少し細めの通りに入り、塩の生産工場や石材取扱店の横を通り抜けると突然、目の前には波穏やかな海が広がります。瀬戸内海に続く内海ですから、行き交う船もたくさん。さらにしばらく進むと、海岸沿いに忽然と白い何かが見えてきました。
ぱっと見、かなり異様です。さぁ、グイグイと近づいていきますよー。
ズン、ズン、ズズン、ズズズずん。
ドーン!
ちょっと小太り気味の自由の女神?
いえいえ、それはたいへんに失礼な話。
こちらは、1876年(天保7年)大分県生まれの僧侶・清虚(せいきょ)というお方の巨大な像。

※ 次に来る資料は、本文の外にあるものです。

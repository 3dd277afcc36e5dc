//! Word-sized atomic cells used for cross-fiber/thread signalling.
//!
//! Grounded on `lib_fiber/c/src/common/atomic.c`. The original stores a
//! single `void *` slot and, for the 64-bit integer operations, passes the
//! *contents* of that slot to the underlying intrinsic as if it were the
//! slot's address:
//!
//! ```c
//! long long atomic_int64_fetch_add(ATOMIC *self, long long n)
//! {
//!     return (long long) __sync_fetch_and_add((long long *) self->value, n);
//! }
//! ```
//!
//! `self->value` is the stored pointer-sized value, not `&self->value`; the
//! intrinsic would mutate whatever that value happens to point at rather
//! than the cell itself. [`AtomicCell`] and [`AtomicI64Cell`] below are kept
//! as two distinct, correctly-addressed types instead of replicating that
//! behaviour.

use std::sync::atomic::{AtomicI64, AtomicUsize, Ordering};

/// A word-sized slot holding an opaque pointer, read and written
/// indivisibly.
///
/// Interpretation of the stored word (pointer vs. arbitrary `usize` tag) is
/// up to the call site; the cell itself never dereferences it.
#[derive(Debug, Default)]
pub struct AtomicCell {
    slot: AtomicUsize,
}

impl AtomicCell {
    pub fn new(value: usize) -> AtomicCell {
        AtomicCell {
            slot: AtomicUsize::new(value),
        }
    }

    /// Atomically replaces the stored value with `value` (release store).
    #[inline]
    pub fn set(&self, value: usize) {
        self.slot.store(value, Ordering::Release);
    }

    /// Atomically replaces the stored value with `value`, returning the
    /// prior value.
    #[inline]
    pub fn swap(&self, value: usize) -> usize {
        self.slot.swap(value, Ordering::AcqRel)
    }

    /// Compares the stored value against `expected` and, if equal, replaces
    /// it with `new`. Returns the value observed at the instant of the
    /// attempt (the *value-returning* CAS, not a boolean success flag):
    /// callers test `observed == expected` themselves.
    #[inline]
    pub fn cas(&self, expected: usize, new: usize) -> usize {
        match self
            .slot
            .compare_exchange(expected, new, Ordering::AcqRel, Ordering::Acquire)
        {
            Ok(prev) => prev,
            Err(prev) => prev,
        }
    }

    #[inline]
    pub fn get(&self) -> usize {
        self.slot.load(Ordering::Acquire)
    }
}

/// A signed 64-bit integer cell, addressed correctly (operates on the
/// cell's own storage, never on the value stored inside it).
///
/// On a platform lacking 64-bit atomics, every mutating operation logs a
/// non-fatal error and returns the sentinel documented per-method instead
/// of panicking; the cell is then unsafe to use as a correctness primitive.
#[derive(Debug, Default)]
pub struct AtomicI64Cell {
    #[cfg(target_has_atomic = "64")]
    slot: AtomicI64,
    #[cfg(not(target_has_atomic = "64"))]
    slot: std::sync::Mutex<i64>,
}

impl AtomicI64Cell {
    pub fn new(value: i64) -> AtomicI64Cell {
        AtomicI64Cell {
            #[cfg(target_has_atomic = "64")]
            slot: AtomicI64::new(value),
            #[cfg(not(target_has_atomic = "64"))]
            slot: std::sync::Mutex::new(value),
        }
    }

    #[cfg(target_has_atomic = "64")]
    #[inline]
    pub fn set(&self, value: i64) {
        self.slot.store(value, Ordering::Release);
    }

    #[cfg(not(target_has_atomic = "64"))]
    pub fn set(&self, value: i64) {
        log::error!("AtomicI64Cell::set: 64-bit atomics unsupported on this platform");
        *self.slot.lock().unwrap() = value;
    }

    #[cfg(target_has_atomic = "64")]
    #[inline]
    pub fn get(&self) -> i64 {
        self.slot.load(Ordering::Acquire)
    }

    #[cfg(not(target_has_atomic = "64"))]
    pub fn get(&self) -> i64 {
        *self.slot.lock().unwrap()
    }

    /// Adds `n` to the cell, returning the prior value. Sentinel `-1` on an
    /// unsupported platform.
    #[cfg(target_has_atomic = "64")]
    #[inline]
    pub fn fetch_add(&self, n: i64) -> i64 {
        self.slot.fetch_add(n, Ordering::AcqRel)
    }

    #[cfg(not(target_has_atomic = "64"))]
    pub fn fetch_add(&self, _n: i64) -> i64 {
        log::error!("AtomicI64Cell::fetch_add: 64-bit atomics unsupported on this platform");
        -1
    }

    /// Adds `n` to the cell, returning the new value. Sentinel `-1` on an
    /// unsupported platform.
    #[cfg(target_has_atomic = "64")]
    #[inline]
    pub fn add_fetch(&self, n: i64) -> i64 {
        self.slot.fetch_add(n, Ordering::AcqRel) + n
    }

    #[cfg(not(target_has_atomic = "64"))]
    pub fn add_fetch(&self, _n: i64) -> i64 {
        log::error!("AtomicI64Cell::add_fetch: 64-bit atomics unsupported on this platform");
        -1
    }

    /// Value-returning CAS: returns the value observed at the instant of
    /// the attempt. On an unsupported platform, returns the unchanged
    /// current value (no mutation took place).
    #[cfg(target_has_atomic = "64")]
    #[inline]
    pub fn cas(&self, expected: i64, new: i64) -> i64 {
        match self
            .slot
            .compare_exchange(expected, new, Ordering::AcqRel, Ordering::Acquire)
        {
            Ok(prev) => prev,
            Err(prev) => prev,
        }
    }

    #[cfg(not(target_has_atomic = "64"))]
    pub fn cas(&self, _expected: i64, _new: i64) -> i64 {
        log::error!("AtomicI64Cell::cas: 64-bit atomics unsupported on this platform");
        *self.slot.lock().unwrap()
    }
}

その昔、この海域は暗礁が多くまた潮流がとても速い海の難所だったそう。そして、高野山に向かう船旅の道中、それを知った清虚さんは僧侶としての自らの修行をあきらめ、生涯この地で航行の目印となる火を焚き続け、行き交う船の安全に大いに寄与したということです。
当時は電球なんてありませんから、明かりといえば「火」のみ。ただでさえ風が吹き抜ける小高い丘の上です。風雨激しいときはさぞかしたいへんだったことでしょう。まったく頭が下がります。

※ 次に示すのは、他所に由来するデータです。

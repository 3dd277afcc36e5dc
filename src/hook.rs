//! The passthrough boundary: delegates straight to the kernel `poll(2)`,
//! bypassing every adapter structure.
//!
//! A real syscall-interposition layer (`dlsym(RTLD_NEXT, "poll")`) is out of
//! scope; there is no dynamic symbol to resolve in a statically linked Rust
//! binary, so the once-guarded "resolve the real poll" dance from
//! `lib_fiber/c/src/hook/poll.c`'s `hook_init()` is reduced to a single
//! logged marker the first time this path is exercised.

use std::io;
use std::sync::Once;

use crate::epoll::Ready;
use crate::poll_adapter::PollFdRequest;

static HOOK_INIT: Once = Once::new();

fn note_first_use() {
    HOOK_INIT.call_once(|| {
        log::debug!("poll passthrough active: delegating to libc::poll");
    });
}

fn ready_to_poll_events(r: Ready) -> libc::c_short {
    let mut bits: libc::c_short = 0;
    if r.is_readable() {
        bits |= libc::POLLIN as libc::c_short;
    }
    if r.is_writable() {
        bits |= libc::POLLOUT as libc::c_short;
    }
    bits
}

fn poll_revents_to_ready(bits: libc::c_short) -> Ready {
    let bits = bits as libc::c_int;
    let mut r = Ready::empty();
    if bits & libc::POLLIN != 0 {
        r.insert(Ready::readable());
    }
    if bits & libc::POLLOUT != 0 {
        r.insert(Ready::writable());
    }
    if bits & libc::POLLERR != 0 {
        r.insert(Ready::error());
    }
    if bits & (libc::POLLHUP | libc::POLLRDHUP) != 0 {
        r.insert(Ready::hup());
    }
    r
}

/// Runs the real kernel `poll(2)` over `fds`, writing `revents` back in
/// place. Used both for genuine passthrough mode and for a non-blocking
/// probe (`timeout_ms == 0`), which never needs the suspend machinery.
pub fn real_poll(fds: &mut [PollFdRequest], timeout_ms: i64) -> io::Result<i32> {
    note_first_use();

    let mut raw: Vec<libc::pollfd> = fds
        .iter()
        .map(|f| libc::pollfd {
            fd: f.fd,
            events: ready_to_poll_events(f.events),
            revents: 0,
        })
        .collect();

    let timeout = if timeout_ms < 0 {
        -1
    } else {
        timeout_ms as libc::c_int
    };

    let n = loop {
        let res = unsafe { libc::poll(raw.as_mut_ptr(), raw.len() as libc::nfds_t, timeout) };
        if res == -1 {
            let err = io::Error::last_os_error();
            if err.kind() == io::ErrorKind::Interrupted {
                continue;
            }
            return Err(err);
        }
        break res;
    };

    for (req, raw) in fds.iter_mut().zip(raw.iter()) {
        req.revents = poll_revents_to_ready(raw.revents);
    }

    Ok(n)
}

像の建造は昭和49年。全高は、台座込み約14メートルでコンクリート製。ご尊顔を拝見したかったんですが、そのためには海へ身を投じなければなりません。さすがにそれは無理なので、他の方のサイトから拝借させていただきます。しかし、この方たち、どうやってお顔の写真を撮ったのやら。潮が引けば撮影できるのかしら。
清虚像のご尊顔をご覧になりたい方は、下記のサイトへ
さて清虚像を後にし、続いては山の上にある部埼(へさき)灯台と清虚さんが火を焚いていたという火焚場跡に向かいます。山頂を見上げれば、それなりの段数がありそうです。以前は一段ごとの高さも不規則な古い石階段だったようですが、今はご覧のとおりコンクリートできれいに整備されています。段差も小さくなるよう配慮されているので登りやすく、疲れも軽減されます。老体にはありがたい限り。
ゆっくりと登り切ったところで、振り返れば眼前には美しい青い海が目いっぱい広がります。これは素晴らしい。潮風に吹かれて、しばし時間を忘れます。
こちらの白い灯台は部埼(へさき)灯台といい、建造は1872年(明治5年)。外国人技師であるリチャード・ヘンリー・ブラントン氏による設計で、山口県の角島にある角島灯台も同氏の手によるものだそう。
台座は石積みで、真上から見ればちょうど円を半分に切り取ったようになっています。安全航行の要なだけあってさすがに手入れは行き届いており、とても150年前の建造物と思えないほど美しさと機能を保っています。山側には船の航行をサポートする大きな電照灯が建っています。
最後は、清虚さんが火を焚いていたという火焚場跡へ。眼前に関門海峡を臨み、その先には本州である山口県が見えます。本来の火焚場はここよりもっと山側にあったらしいのですが、大雨で流出し、残念ながら現存していないとのこと。
きょうは、先達の偉業と数々の美しい景色に触れた一日でした。